Building a house is one of the most appealing investments for anyone. That’s because of the unlimited levels of customisation that you get. You can literally have everything you’ve ever wanted in a dream home. But there are a lot of issues that come with buying land and building your own home. Financing is one of the biggest issues out there. So, the first step is to get a Land Purchase Loan. But before you start applying to banks, here are a few things that you should keep in mind.
Land Type
Only land that has either a commercial or residential conversion can be funded. Any land that lies within the orange and the green belt cannot be commercially funded by standard lending agencies. Ensure that the land you’ve picked out meets the required criteria.
Plot Type
The land may be in a gated community or independent. Lending institutions are ready to finance plots of land in a gated community since it’s a lot more secure. It will also have easy access to facilities like electrical cables, developed roads, earmarking, installation of sewerage and water pipes, leveling, and filling of the land and so on. See if you can find land that meets all of these criteria.
Geographical Boundaries
Lending companies are particular about location. From the perspective of risks involved for the collection team, it’s pretty significant since there’s hardly any land that’s available in the city. The collections authority is required to have infrastructure so they can recover the basic clearance needed by any lender or borrower.
Loan to Value
One of the most important factors for funding a land purchase is the Lower Loan to Value or LTV. If the land is independent, the maximum amount that can be lent is 70 percent. This can be increased to 75 percent if the land is in a gated community. This amount can only be secured when the lender has approved the developer of the land and the whole property.
Duration of Repayment
The loan tenure for Land Purchase Loan can be increased from 15 to 20 years at the most. But it should be noted that only lenders who have a number of branches can invest in Land Loans over a period of 20 years. But there are certain exceptions based on the personal credit profile of the borrower.
The Rate of Interest
When it comes to the rate of interest of a Land Purchase Loan, you’ll find that it’s similar to that of home loans. But sometimes, the interest rate on Land Loans can be slightly higher than that of home loans.
Period of Construction
When you’re taking out a Land Purchase Loan, ensure that you’re getting a loan which doesn’t have any conditions that say you’ll have to start construction over a given period of time. If you don’t have any plans of starting construction any time soon, and you’ve taken out a composite loan where your lending company funds both the purchase of the land and the construction, the rate of interest can be hiked if the construction doesn’t start by the given deadline.
Use of the Land
Most lending companies, whether they’re a bank or NBFC, want to know the use of the land when doing a credit appraisal to approve the loan. It you don’t want to construct on the loan, they’ll want to know what your reasons for buying the land are. This gives them an idea of what you plan to do with your purchase.

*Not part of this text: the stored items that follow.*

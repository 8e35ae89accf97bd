use crate::core::AppError;
use crate::entities::{TeamMember, TeamRole};
use axum::http::{HeaderMap, header};
use chrono::{Duration, Utc};
use jsonwebtoken::{DecodingKey, EncodingKey, Header, TokenData, Validation, decode, encode};
use serde::{Deserialize, Serialize};
use tracing::{debug, error, instrument, warn};

/// Nome del cookie che trasporta il token di sessione
pub const SESSION_COOKIE: &str = "token";

/// Durata della sessione
pub const SESSION_TTL_HOURS: i64 = 24;

// struct che codifica il contenuto del token jwt
#[derive(Debug, Serialize, Deserialize)]
pub struct Claims {
    pub exp: usize, // Expiry time of the token
    pub iat: usize, // Issued at time of the token
    pub id: i32,
    pub email: String,
    pub name: String,
}

/// Utente autenticato della richiesta corrente, ricavato dal token
#[derive(Debug, Clone, PartialEq, Serialize, Deserialize)]
pub struct Session {
    pub user_id: i32,
    pub email: String,
    pub name: String,
}

impl From<Claims> for Session {
    fn from(claims: Claims) -> Self {
        Self {
            user_id: claims.id,
            email: claims.email,
            name: claims.name,
        }
    }
}

#[instrument(skip(secret), fields(user_id = %session.user_id))]
pub fn encode_jwt(session: &Session, secret: &str) -> Result<String, AppError> {
    debug!("Encoding JWT token for user");
    let now = Utc::now();
    let exp = (now + Duration::hours(SESSION_TTL_HOURS)).timestamp() as usize;
    let iat = now.timestamp() as usize;
    let claims = Claims {
        iat,
        exp,
        id: session.user_id,
        email: session.email.clone(),
        name: session.name.clone(),
    };

    encode(
        &Header::default(),
        &claims,
        &EncodingKey::from_secret(secret.as_bytes()),
    )
    .map_err(|e| {
        error!("Failed to encode JWT token: {:?}", e);
        AppError::internal_server_error("Error in encoding jwt token")
    })
}

#[instrument(skip_all)]
pub fn decode_jwt(jwt_token: &str, secret: &str) -> Result<TokenData<Claims>, AppError> {
    decode::<Claims>(
        jwt_token,
        &DecodingKey::from_secret(secret.as_bytes()),
        &Validation::default(),
    )
    .map_err(|e| {
        warn!("Failed to decode JWT token: {:?}", e);
        AppError::unauthorized("Unable to decode token")
    })
}

/// Cerca il token prima nell'header `Authorization: Bearer`, poi nel cookie
fn extract_token(headers: &HeaderMap) -> Option<String> {
    let bearer = headers
        .get(header::AUTHORIZATION)
        .and_then(|value| value.to_str().ok())
        .and_then(|value| value.strip_prefix("Bearer "))
        .map(|token| token.trim().to_string())
        .filter(|token| !token.is_empty());

    bearer.or_else(|| {
        headers
            .get_all(header::COOKIE)
            .iter()
            .filter_map(|value| value.to_str().ok())
            .flat_map(|value| value.split(';'))
            .filter_map(|pair| pair.trim().split_once('='))
            .find(|(name, value)| *name == SESSION_COOKIE && !value.is_empty())
            .map(|(_, value)| value.to_string())
    })
}

/// Ricava la sessione dalla richiesta. Token assente o non valido significa
/// richiesta anonima: sarà la procedura a rifiutarla se serve autenticazione.
pub fn session_from_headers(headers: &HeaderMap, secret: &str) -> Option<Session> {
    let token = extract_token(headers)?;
    decode_jwt(&token, secret)
        .ok()
        .map(|data| Session::from(data.claims))
}

/// Cookie HttpOnly con il token, valido quanto la sessione
pub fn session_cookie(token: &str) -> String {
    format!(
        "{}={}; HttpOnly; Secure; SameSite=Lax; Path=/; Max-Age={}",
        SESSION_COOKIE,
        token,
        SESSION_TTL_HOURS * 60 * 60
    )
}

/// Cookie con Max-Age=0 per forzare il logout lato client
pub fn expired_session_cookie() -> String {
    format!("{}=; HttpOnly; Secure; SameSite=Lax; Path=/; Max-Age=0", SESSION_COOKIE)
}

/// Helper per verificare che un membro del team abbia uno dei ruoli richiesti
///
/// # Returns
/// * `Ok(())` se il ruolo è permesso
/// * `Err(AppError)` FORBIDDEN se il ruolo non è tra quelli permessi
#[instrument(skip(member), fields(team_id = %member.team_id, user_id = %member.user_id, role = %member.role))]
pub fn require_role(member: &TeamMember, allowed_roles: &[TeamRole]) -> Result<(), AppError> {
    if !allowed_roles.contains(&member.role) {
        warn!(
            "User {} has insufficient role {}, required one of: {:?}",
            member.user_id, member.role, allowed_roles
        );
        return Err(AppError::forbidden("Insufficient role").with_details(format!(
            "This action requires one of the following roles: {:?}",
            allowed_roles
        )));
    }

    debug!("Role check passed with role {}", member.role);
    Ok(())
}

#[cfg(test)]
mod tests {
    use super::*;
    use axum::http::HeaderValue;

    const SECRET: &str = "test-secret";

    fn alice() -> Session {
        Session {
            user_id: 1,
            email: "alice@example.com".to_string(),
            name: "alice".to_string(),
        }
    }

    #[test]
    fn test_encode_decode_roundtrip() {
        let token = encode_jwt(&alice(), SECRET).unwrap();
        let data = decode_jwt(&token, SECRET).unwrap();
        assert_eq!(Session::from(data.claims), alice());
    }

    #[test]
    fn test_wrong_secret_is_unauthorized() {
        let token = encode_jwt(&alice(), SECRET).unwrap();
        let err = decode_jwt(&token, "another-secret").unwrap_err();
        assert_eq!(err.code(), crate::core::ErrorCode::Unauthorized);
    }

    #[test]
    fn test_session_from_bearer_header() {
        let token = encode_jwt(&alice(), SECRET).unwrap();
        let mut headers = HeaderMap::new();
        headers.insert(
            header::AUTHORIZATION,
            HeaderValue::from_str(&format!("Bearer {}", token)).unwrap(),
        );
        assert_eq!(session_from_headers(&headers, SECRET), Some(alice()));
    }

    #[test]
    fn test_session_from_cookie() {
        let token = encode_jwt(&alice(), SECRET).unwrap();
        let mut headers = HeaderMap::new();
        headers.insert(
            header::COOKIE,
            HeaderValue::from_str(&format!("theme=dark; token={}", token)).unwrap(),
        );
        assert_eq!(session_from_headers(&headers, SECRET), Some(alice()));
    }

    #[test]
    fn test_invalid_or_missing_token_is_anonymous() {
        assert_eq!(session_from_headers(&HeaderMap::new(), SECRET), None);

        let mut headers = HeaderMap::new();
        headers.insert(header::AUTHORIZATION, HeaderValue::from_static("Bearer garbage"));
        assert_eq!(session_from_headers(&headers, SECRET), None);
    }

    #[test]
    fn test_require_role() {
        let member = TeamMember {
            team_id: 1,
            user_id: 2,
            role: TeamRole::Member,
            joined_at: Utc::now(),
        };
        assert!(require_role(&member, &[TeamRole::Owner, TeamRole::Member]).is_ok());
        let err = require_role(&member, &[TeamRole::Owner]).unwrap_err();
        assert_eq!(err.code(), crate::core::ErrorCode::Forbidden);
    }

    #[test]
    fn test_cookies_carry_expected_attributes() {
        assert!(session_cookie("abc").starts_with("token=abc; HttpOnly; Secure"));
        assert!(expired_session_cookie().ends_with("Max-Age=0"));
    }
}
//! HTTP transport - espone l'AppRouter sotto `/api/trpc`
//!
//! - `GET  /api/trpc/{path}?input=<json>` per le query
//! - `POST /api/trpc/{path}` con corpo JSON per le mutation
//!
//! Successo: `200 {"result": {"data": ...}}`.
//! Errore: status del codice e `{"error": {"code", "message", "details"?}}`.

use super::{ProcedureKind, SuccessResponse, router};
use crate::core::{AppError, AppState, Context};
use axum::{
    Router,
    body::Bytes,
    extract::{Json, Path, Query, State},
    http::HeaderMap,
    response::{IntoResponse, Response},
    routing::get,
};
use axum_macros::debug_handler;
use serde::Deserialize;
use serde_json::Value;
use std::sync::Arc;
use tracing::instrument;

pub fn routes() -> Router<Arc<AppState>> {
    Router::new().route("/{path}", get(handle_query).post(handle_mutation))
}

#[derive(Deserialize, Debug, Default)]
pub struct QueryParams {
    /// Input della query serializzato come stringa JSON
    pub input: Option<String>,
}

fn parse_raw_input(raw: &[u8]) -> Result<Option<Value>, AppError> {
    if raw.iter().all(u8::is_ascii_whitespace) {
        return Ok(None);
    }
    Ok(Some(serde_json::from_slice(raw)?))
}

fn respond(result: Result<Value, AppError>) -> Response {
    match result {
        Ok(data) => Json(SuccessResponse::new(data)).into_response(),
        Err(err) => err.into_response(),
    }
}

#[debug_handler]
#[instrument(skip(state, headers, params))]
pub async fn handle_query(
    State(state): State<Arc<AppState>>,
    Path(path): Path<String>,
    headers: HeaderMap,
    Query(params): Query<QueryParams>,
) -> Response {
    let ctx = Context::from_headers(state, &headers);
    let input = match params.input.as_deref().map(str::as_bytes).map(parse_raw_input) {
        Some(Ok(input)) => input,
        Some(Err(err)) => return err.into_response(),
        None => None,
    };
    respond(router::dispatch(&ctx, &path, ProcedureKind::Query, input).await)
}

#[debug_handler]
#[instrument(skip(state, headers, body))]
pub async fn handle_mutation(
    State(state): State<Arc<AppState>>,
    Path(path): Path<String>,
    headers: HeaderMap,
    body: Bytes,
) -> Response {
    let ctx = Context::from_headers(state, &headers);
    let input = match parse_raw_input(&body) {
        Ok(input) => input,
        Err(err) => return err.into_response(),
    };
    respond(router::dispatch(&ctx, &path, ProcedureKind::Mutation, input).await)
}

Risk Aspects for the Lender
Most lenders consider Land Purchase Loan to be riskier than traditional Home Loans. There’s an encroachment risk and a probability of litigation. A piece of land can’t be a priority investment of the borrower if they don’t want to build a house there. If it’s just an investment venture and the price of the land doesn’t increase as expected, the borrower might default on monthly repayments and may not bother about losing the property. These things have happened before, and that’s why lenders are so hesitant about offering Land Purchase Loans to people who aren’t interested in building a house there.